Historical and Cultural Context

"Pau-Puk-Keewis" was written in the mid-19th century, at a time when Native American culture was being romanticized and idealized by white Americans. Longfellow was part of a group of writers and artists who sought to create a mythology of the American West that would capture the spirit and essence of the Native American people.

However, Longfellow's portrayal of Native American culture has been criticized for its inaccuracies and stereotypes. Some scholars have argued that his depiction of Pau-Puk-Keewis as a trickster figure perpetuates the idea of Native Americans as primitive and uncivilized.

Despite these criticisms, "Pau-Puk-Keewis" remains a powerful and enduring work of American literature.
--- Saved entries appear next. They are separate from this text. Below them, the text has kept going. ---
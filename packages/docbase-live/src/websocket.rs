//! WebSocket transport for the LiveQuery protocol.

use std::time::Duration;

use futures_util::{SinkExt, StreamExt};
use tokio::net::{TcpListener, TcpStream};
use tokio::sync::mpsc;
use tokio::time::MissedTickBehavior;
use tokio_tungstenite::tungstenite::Message;
use tokio_tungstenite::WebSocketStream;
use tracing::{debug, info, warn};

use crate::message::ServerMessage;
use crate::runtime::LiveQueryHandle;
use crate::server::ConnectionId;
use crate::Result;

/// Accepts WebSocket connections until the listener fails.
///
/// # Arguments
/// * `listener` - Bound TCP listener
/// * `handle` - Running LiveQuery runtime
/// * `keepalive` - Interval between pings sent to each client
pub async fn serve(listener: TcpListener, handle: LiveQueryHandle, keepalive: Duration) -> Result<()> {
    info!("LiveQuery listening on {}", listener.local_addr()?);
    loop {
        let (stream, peer) = listener.accept().await?;
        let handle = handle.clone();
        tokio::spawn(async move {
            if let Err(e) = handle_connection(stream, handle, keepalive).await {
                warn!("LiveQuery connection {} failed: {}", peer, e);
            }
        });
    }
}

async fn handle_connection(stream: TcpStream, handle: LiveQueryHandle, keepalive: Duration) -> Result<()> {
    let socket = tokio_tungstenite::accept_async(stream).await?;
    let (sink, outbound) = mpsc::unbounded_channel();
    let connection = handle.register(sink).await?;
    debug!("Opened LiveQuery connection {}", connection);

    let result = pump(socket, connection, &handle, outbound, keepalive).await;
    handle.disconnect(connection)?;
    result
}

/// Moves frames between the socket and the runtime until either side closes.
async fn pump(
    socket: WebSocketStream<TcpStream>,
    connection: ConnectionId,
    handle: &LiveQueryHandle,
    mut outbound: mpsc::UnboundedReceiver<ServerMessage>,
    keepalive: Duration,
) -> Result<()> {
    let (mut write, mut read) = socket.split();
    let mut ping = tokio::time::interval_at(tokio::time::Instant::now() + keepalive, keepalive);
    ping.set_missed_tick_behavior(MissedTickBehavior::Delay);

    loop {
        tokio::select! {
            incoming = read.next() => match incoming {
                Some(Ok(Message::Text(text))) => handle.message(connection, text)?,
                Some(Ok(Message::Close(_))) | None => return Ok(()),
                Some(Ok(_)) => {}
                Some(Err(e)) => return Err(e.into()),
            },
            message = outbound.recv() => match message {
                Some(message) => write.send(Message::Text(serde_json::to_string(&message)?)).await?,
                None => return Ok(()),
            },
            _ = ping.tick() => write.send(Message::Ping(Vec::new())).await?,
        }
    }
}
//! Shared fixtures for REST API integration tests.

use docbase_api::router::{APPLICATION_ID_HEADER, MASTER_KEY_HEADER, SESSION_TOKEN_HEADER};
use docbase_api::{AppState, Router};
use docbase_core::config::DbConfig;
use docbase_core::context::AppContext;
use docbase_core::database::Access;
use docbase_core::pubsub::after_save_channel;
use http_body_util::Full;
use hyper::body::Bytes;
use hyper::{Method, Request};
use serde_json::{json, Value};
use tokio::sync::broadcast;

pub const APP_ID: &str = "rest";
pub const MASTER_KEY: &str = "secret";

/// Who a request is sent as.
#[derive(Debug, Clone, Copy)]
pub enum Caller<'a> {
    Public,
    Master,
    Session(&'a str),
}

pub struct TestApp {
    pub router: Router,
}

pub async fn app() -> TestApp {
    let ctx = AppContext::from_config(DbConfig {
        app_id: APP_ID.to_string(),
        master_key: Some(MASTER_KEY.to_string()),
        live_query_class_names: vec!["Game".to_string()],
        ..Default::default()
    })
    .unwrap();
    ctx.initialize().await.unwrap();
    let router = Router::new(AppState {
        ctx,
        request_timeout_ms: 1000,
    });
    TestApp { router }
}

/// Status and JSON body of a response.
#[derive(Debug)]
pub struct TestResponse {
    pub status: u16,
    pub location: Option<String>,
    pub body: Value,
}

impl TestApp {
    pub fn ctx(&self) -> &AppContext {
        &self.router.state().ctx
    }

    pub fn after_save_events(&self) -> broadcast::Receiver<String> {
        self.ctx().pubsub.subscribe(&after_save_channel(APP_ID))
    }

    pub async fn request(&self, method: Method, uri: &str, caller: Caller<'_>, body: Option<Value>) -> TestResponse {
        let mut builder = Request::builder()
            .method(method)
            .uri(uri)
            .header(APPLICATION_ID_HEADER, APP_ID);
        builder = match caller {
            Caller::Public => builder,
            Caller::Master => builder.header(MASTER_KEY_HEADER, MASTER_KEY),
            Caller::Session(token) => builder.header(SESSION_TOKEN_HEADER, token),
        };
        let body = body.map(|b| Bytes::from(b.to_string())).unwrap_or_default();
        let request = builder.body(Full::new(body)).unwrap();
        self.send(request).await
    }

    pub async fn send(&self, request: Request<Full<Bytes>>) -> TestResponse {
        let response = self.router.handle(request).await;
        let location = response
            .headers()
            .get(hyper::header::LOCATION)
            .and_then(|v| v.to_str().ok())
            .map(str::to_string);
        let body = if response.body().is_empty() {
            Value::Null
        } else {
            serde_json::from_slice(response.body()).unwrap()
        };
        TestResponse {
            status: response.status().as_u16(),
            location,
            body,
        }
    }

    pub async fn post(&self, uri: &str, caller: Caller<'_>, body: Value) -> TestResponse {
        self.request(Method::POST, uri, caller, Some(body)).await
    }

    pub async fn get(&self, uri: &str, caller: Caller<'_>) -> TestResponse {
        self.request(Method::GET, uri, caller, None).await
    }

    pub async fn put(&self, uri: &str, caller: Caller<'_>, body: Value) -> TestResponse {
        self.request(Method::PUT, uri, caller, Some(body)).await
    }

    pub async fn delete(&self, uri: &str, caller: Caller<'_>) -> TestResponse {
        self.request(Method::DELETE, uri, caller, None).await
    }

    /// Creates a user with a session token directly in the database.
    pub async fn sign_up(&self, user_id: &str, token: &str) {
        let db = &self.ctx().database;
        let user = json!({"objectId": user_id, "username": user_id});
        db.create("_User", user.as_object().cloned().unwrap(), &Access::Master)
            .await
            .unwrap();
        let session = json!({
            "sessionToken": token,
            "user": {"__type": "Pointer", "className": "_User", "objectId": user_id}
        });
        db.create("_Session", session.as_object().cloned().unwrap(), &Access::Master)
            .await
            .unwrap();
    }
}

/// Percent-encodes a `where` clause for a query string.
pub fn where_param(value: Value) -> String {
    percent_encoding::utf8_percent_encode(&value.to_string(), percent_encoding::NON_ALPHANUMERIC).to_string()
}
Its themes of pride, tradition, and the power of nature continue to resonate with readers today, and its vivid imagery and musical language make it a joy to read and recite.


In conclusion, "Pau-Puk-Keewis" is a masterpiece of American poetry that captures the spirit and essence of Native American culture. Longfellow's use of literary devices, symbolism, and themes creates a rich and complex portrait of a young man who embodies the trickster archetype. The poem's historical and cultural context adds to its significance, as it reflects the romanticization of Native American culture in the 19th century. Despite its flaws, "Pau-Puk-Keewis" remains a powerful and enduring work of literature that continues to inspire and delight readers today.